Formula 1, Babies and Buildings A String of Connected Possibilities

A recent Ted Talk Peter van Manen of Mclaren electronics visits the possibilities of taking the thousands of data points of a Formula 1 car and applying them to to a pediatric intensive care ward. I applaud the inventiveness of the folks at Mclaren for taking a system which helps the most competitive motor sportscars perform at the highest level, to increase the survival of babies in their most fragile time of life.

As I listened to the presentation by Mr. van Manen I was intrigued to think if we monitored buildings with the same level of density as a Formula 1 or Indy car what would we learn about the interdependencies of the systems of the buildings we create. While racing teams build a new car for each season and then continually  refine the car with new parts over the racing season, buildings aren't tuned to the same level of razor edged performance. But how could buildings benefit from the clouds of information such systems create and how could they be built to allow for more constant upgrading to increase performance?
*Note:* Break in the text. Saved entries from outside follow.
//! Torbox web download API client
//!
//! Three stateless request/response operations:
//! - create a web download job from a link
//! - list the account's web download jobs (bypassing Torbox's cache)
//! - request the direct download URL of one file of a job
//!
//! [`WebDownloadApi`] is the seam the downloader drives; [`HttpClient`] is
//! the reqwest implementation talking to the real service.

mod envelope;


use crate::config::Config;
use crate::credentials::Credential;
use crate::error::{Error, Result};
use crate::types::{FileId, Job, JobId};
use async_trait::async_trait;
use envelope::Envelope;
use reqwest::multipart::Form;

/// Path of the job creation endpoint, relative to the API base
pub const CREATE_PATH: &str = "webdl/createwebdownload";
/// Path of the job listing endpoint, relative to the API base
pub const LIST_PATH: &str = "webdl/mylist";
/// Path of the download link endpoint, relative to the API base
pub const REQUEST_LINK_PATH: &str = "webdl/requestdl";

const SUBMIT_FALLBACK_REASON: &str = "Failed to submit to Torbox";
const LINK_FALLBACK_REASON: &str = "Failed to get download link";

/// Remote operations of the Torbox web download service
///
/// Every call is independent and safe to repeat.
#[async_trait]
pub trait WebDownloadApi: Send + Sync {
    /// Submit `link` for caching and return the new job's id
    ///
    /// # Errors
    ///
    /// - [`Error::SubmissionRejected`] with the service's reason on a non-success status
    /// - [`Error::MissingJobId`] when the response names no job
    async fn create_job(
        &self,
        credential: &Credential,
        link: &str,
        display_name: Option<&str>,
    ) -> Result<JobId>;

    /// Fresh (non-cached) listing of all web download jobs
    ///
    /// # Errors
    ///
    /// [`Error::StatusQueryFailed`] on a non-success status or an unreadable body
    async fn list_jobs(&self, credential: &Credential) -> Result<Vec<Job>>;

    /// Direct download URL for `file_id` of job `job_id`
    ///
    /// # Errors
    ///
    /// [`Error::LinkResolutionFailed`] on a non-success status or when no URL
    /// is present in the response
    async fn request_download_link(
        &self,
        credential: &Credential,
        job_id: &JobId,
        file_id: &FileId,
    ) -> Result<String>;
}

/// reqwest-backed [`WebDownloadApi`]
#[derive(Debug, Clone)]
pub struct HttpClient {
    http: reqwest::Client,
    api_base: String,
}

impl HttpClient {
    /// Build a client for `config.api_base` with `config.request_timeout`
    /// applied to every request
    pub fn new(config: &Config) -> Result<Self> {
        config.validate()?;

        let http = reqwest::Client::builder()
            .timeout(config.request_timeout)
            .build()?;

        Ok(Self {
            http,
            api_base: config.api_base.trim_end_matches('/').to_string(),
        })
    }

    fn endpoint(&self, path: &str) -> String {
        format!("{}/{}", self.api_base, path)
    }
}

#[async_trait]
impl WebDownloadApi for HttpClient {
    async fn create_job(
        &self,
        credential: &Credential,
        link: &str,
        display_name: Option<&str>,
    ) -> Result<JobId> {
        let mut form = Form::new().text("link", link.to_string());
        if let Some(name) = display_name.filter(|name| !name.is_empty()) {
            form = form.text("name", name.to_string());
        }

        tracing::debug!(link = %link, name = ?display_name, "creating web download");

        let response = self
            .http
            .post(self.endpoint(CREATE_PATH))
            .bearer_auth(credential.expose())
            .multipart(form)
            .send()
            .await?;

        let status = response.status();
        let body = response.bytes().await?;

        if !status.is_success() {
            let reason = Envelope::parse(&body)
                .ok()
                .and_then(|envelope| envelope.failure_reason())
                .unwrap_or_else(|| SUBMIT_FALLBACK_REASON.to_string());
            tracing::warn!(status = %status, reason = %reason, "Torbox rejected submission");
            return Err(Error::SubmissionRejected(reason));
        }

        let envelope = Envelope::parse(&body).map_err(|e| {
            tracing::warn!(error = %e, "unreadable create response");
            Error::MissingJobId
        })?;

        envelope.job_id().ok_or(Error::MissingJobId)
    }

    async fn list_jobs(&self, credential: &Credential) -> Result<Vec<Job>> {
        let response = self
            .http
            .get(self.endpoint(LIST_PATH))
            .bearer_auth(credential.expose())
            .query(&[("bypass_cache", "true")])
            .send()
            .await?;

        let status = response.status();
        let body = response.bytes().await?;

        if !status.is_success() {
            let reason = Envelope::parse(&body)
                .ok()
                .and_then(|envelope| envelope.failure_reason())
                .unwrap_or_else(|| format!("HTTP {}", status));
            return Err(Error::StatusQueryFailed(reason));
        }

        let envelope = Envelope::parse(&body)
            .map_err(|e| Error::StatusQueryFailed(format!("malformed status listing: {}", e)))?;

        Ok(envelope.into_jobs())
    }

    async fn request_download_link(
        &self,
        credential: &Credential,
        job_id: &JobId,
        file_id: &FileId,
    ) -> Result<String> {
        tracing::debug!(job_id = %job_id, file_id = %file_id, "requesting download link");

        // The token travels as a query parameter; this endpoint takes no auth header
        let response = self
            .http
            .get(self.endpoint(REQUEST_LINK_PATH))
            .query(&[
                ("token", credential.expose().to_string()),
                ("web_id", job_id.to_string()),
                ("file_id", file_id.to_string()),
                ("zip_link", "false".to_string()),
            ])
            .send()
            .await?;

        let status = response.status();
        let body = response.bytes().await?;

        if !status.is_success() {
            let reason = Envelope::parse(&body)
                .ok()
                .and_then(|envelope| envelope.failure_reason())
                .unwrap_or_else(|| LINK_FALLBACK_REASON.to_string());
            tracing::warn!(status = %status, reason = %reason, "Torbox refused download link");
            return Err(Error::LinkResolutionFailed(reason));
        }

        Envelope::parse(&body)
            .map_err(|e| Error::LinkResolutionFailed(format!("malformed response: {}", e)))?
            .download_url()
            .ok_or_else(|| Error::LinkResolutionFailed("no download link in response".to_string()))
    }
}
While the real-time streams help teams during the race, the real benefit to the teams is the pattern analysis of different systems interacting and the stories they tell about the performance of the vehicle. Patterns of interaction which warn of impending failure. Today there is a distinct possibility of converting buildings from acting like consuming appliances to being a cooperating, interdependent network of producers of power and electricity. But to accomplish this task will require a nervous system at the level used in the Formula 1 auto racing business.
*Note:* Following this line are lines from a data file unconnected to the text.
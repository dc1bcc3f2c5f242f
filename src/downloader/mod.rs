//! Submit → poll → resolve workflow.
//!
//! [`TorboxDownloader`] owns the collaborators of one workflow:
//! - [`pacing`] - the delay between status checks
//! - [`poll`] - the bounded status polling loop
//!
//! A run moves through [`WorkflowState`]s: `Submitting → Queued → Polling`
//! and ends in exactly one terminal state. Nothing is persisted; a run
//! that returns is over.

mod pacing;
mod poll;

// unwrap/expect are acceptable in tests for concise failure-on-error assertions
#[allow(clippy::unwrap_used, clippy::expect_used)]
#[cfg(test)]
pub(crate) mod test_helpers;

pub use pacing::{Sleeper, TokioSleeper};

use crate::client::{HttpClient, WebDownloadApi};
use crate::config::{Config, PollConfig};
use crate::credentials::{self, CredentialStore};
use crate::error::{Error, Result};
use crate::progress::{self, NoopSink, ProgressSink};
use crate::types::{ProgressEvent, ResolvedDownload, SubmissionRequest, WorkflowState};
use std::sync::Arc;
use tokio_util::sync::CancellationToken;

/// Drives Torbox web downloads from link to direct URL (cloneable - all fields are Arc-wrapped)
///
/// Runs share nothing but the read-only credential, so several may be in
/// flight on one runtime, each with its own timer.
#[derive(Clone)]
pub struct TorboxDownloader {
    /// Torbox API operations (trait object so tests can script the service)
    pub(crate) api: Arc<dyn WebDownloadApi>,
    /// Where the API key is read from at the start of every run
    pub(crate) credentials: Arc<dyn CredentialStore>,
    /// Interval and attempt budget of the status poll
    pub(crate) poll: PollConfig,
    /// Delay source between status checks
    pub(crate) sleeper: Arc<dyn Sleeper>,
    /// Default progress observer for [`submit`](Self::submit)
    pub(crate) sink: Arc<dyn ProgressSink>,
}

impl TorboxDownloader {
    /// Create a downloader talking to the real Torbox API
    ///
    /// The credential store is chosen by `config.credentials_path`.
    pub fn new(config: Config) -> Result<Self> {
        let api = HttpClient::new(&config)?;
        let credentials = credentials::store_from_config(&config);
        Ok(Self::with_parts(Arc::new(api), credentials, config.poll))
    }

    /// Assemble a downloader from explicit collaborators
    pub fn with_parts(
        api: Arc<dyn WebDownloadApi>,
        credentials: Arc<dyn CredentialStore>,
        poll: PollConfig,
    ) -> Self {
        Self {
            api,
            credentials,
            poll,
            sleeper: Arc::new(TokioSleeper),
            sink: Arc::new(NoopSink),
        }
    }

    /// Replace the delay source between status checks
    pub fn with_sleeper(mut self, sleeper: Arc<dyn Sleeper>) -> Self {
        self.sleeper = sleeper;
        self
    }

    /// Replace the progress observer used by [`submit`](Self::submit)
    pub fn with_progress_sink(mut self, sink: Arc<dyn ProgressSink>) -> Self {
        self.sink = sink;
        self
    }

    /// The credential store this downloader reads from
    pub fn credentials(&self) -> &Arc<dyn CredentialStore> {
        &self.credentials
    }

    /// Submit a link and wait for its direct download URL
    ///
    /// Progress goes to the sink configured with
    /// [`with_progress_sink`](Self::with_progress_sink).
    pub async fn submit(&self, request: SubmissionRequest) -> Result<ResolvedDownload> {
        self.run(request, self.sink.as_ref(), &CancellationToken::new())
            .await
    }

    /// Submit a link, reporting progress to `sink`, until the URL is
    /// resolved, the run fails, or `cancel` fires
    ///
    /// Cancellation is observed before submitting and between status checks.
    pub async fn run(
        &self,
        request: SubmissionRequest,
        sink: &dyn ProgressSink,
        cancel: &CancellationToken,
    ) -> Result<ResolvedDownload> {
        let result = self.execute(&request, sink, cancel).await;

        match &result {
            Ok(download) => tracing::info!(
                job_id = %download.job_id,
                file_id = %download.file_id,
                state = %WorkflowState::Completed,
                "web download ready"
            ),
            Err(e) => tracing::warn!(
                link = %request.link,
                state = %e.terminal_state(),
                code = e.error_code(),
                error = %e,
                "web download workflow ended without a link"
            ),
        }

        result
    }

    async fn execute(
        &self,
        request: &SubmissionRequest,
        sink: &dyn ProgressSink,
        cancel: &CancellationToken,
    ) -> Result<ResolvedDownload> {
        let credential = self
            .credentials
            .get()
            .await?
            .ok_or(Error::CredentialMissing)?;

        if cancel.is_cancelled() {
            return Err(Error::Cancelled);
        }

        tracing::debug!(link = %request.link, state = %WorkflowState::Submitting, "submitting link");
        let job_id = self
            .api
            .create_job(&credential, &request.link, request.display_name.as_deref())
            .await?;

        tracing::info!(job_id = %job_id, state = %WorkflowState::Queued, "web download queued");
        progress::deliver(sink, &ProgressEvent::queued());

        let job = self
            .poll_until_ready(&credential, &job_id, sink, cancel)
            .await?;

        let file_id = job.file_ref();
        let url = self
            .api
            .request_download_link(&credential, &job_id, &file_id)
            .await?;

        Ok(ResolvedDownload {
            url,
            job_id,
            file_id,
        })
    }
}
So while we are using the continuous monitoring of and using real-time analysis of the data to forecast future performance of both machines and mankind, we might also be thinking of applying the same ideas to buildings to raise their performance levels, extend their lives and provide greater comfort and safety all at the same time.

See related article about Google Contacts

This is a continuing chapter in the interrelationships of discovery and application of technology and the built environment. The suggested connections and links between seemingly different applications can open new possibilities as a String of knowledge to make our lives better. 

1 comment:

  1. Andrew,

    As an F1 fan, I applaud Peter van Manen of Mclaren electronics and his discussion of applying real time data acquisition to pediatric wards. F1 is a performance contest driven by hundredths of a second. Teams are able to invest in real time data acquisition because the alternative is lost time and position on the race track. Building owners do not compete in a similar climate. In general buildings are a passive system of components that silently perform until they fail. Convincing an owner to invest in real time building component data reporting would have to show some ROI that justifies the investment. Power consumption and production monitoring capability are offered with many current HVAC systems. Adding additional reporting capabilities for the remaining building components is a long term goal that can be achieved, but currently offers diminishing returns to the owner. F1 and babies are extremely time sensitive, buildings not so much.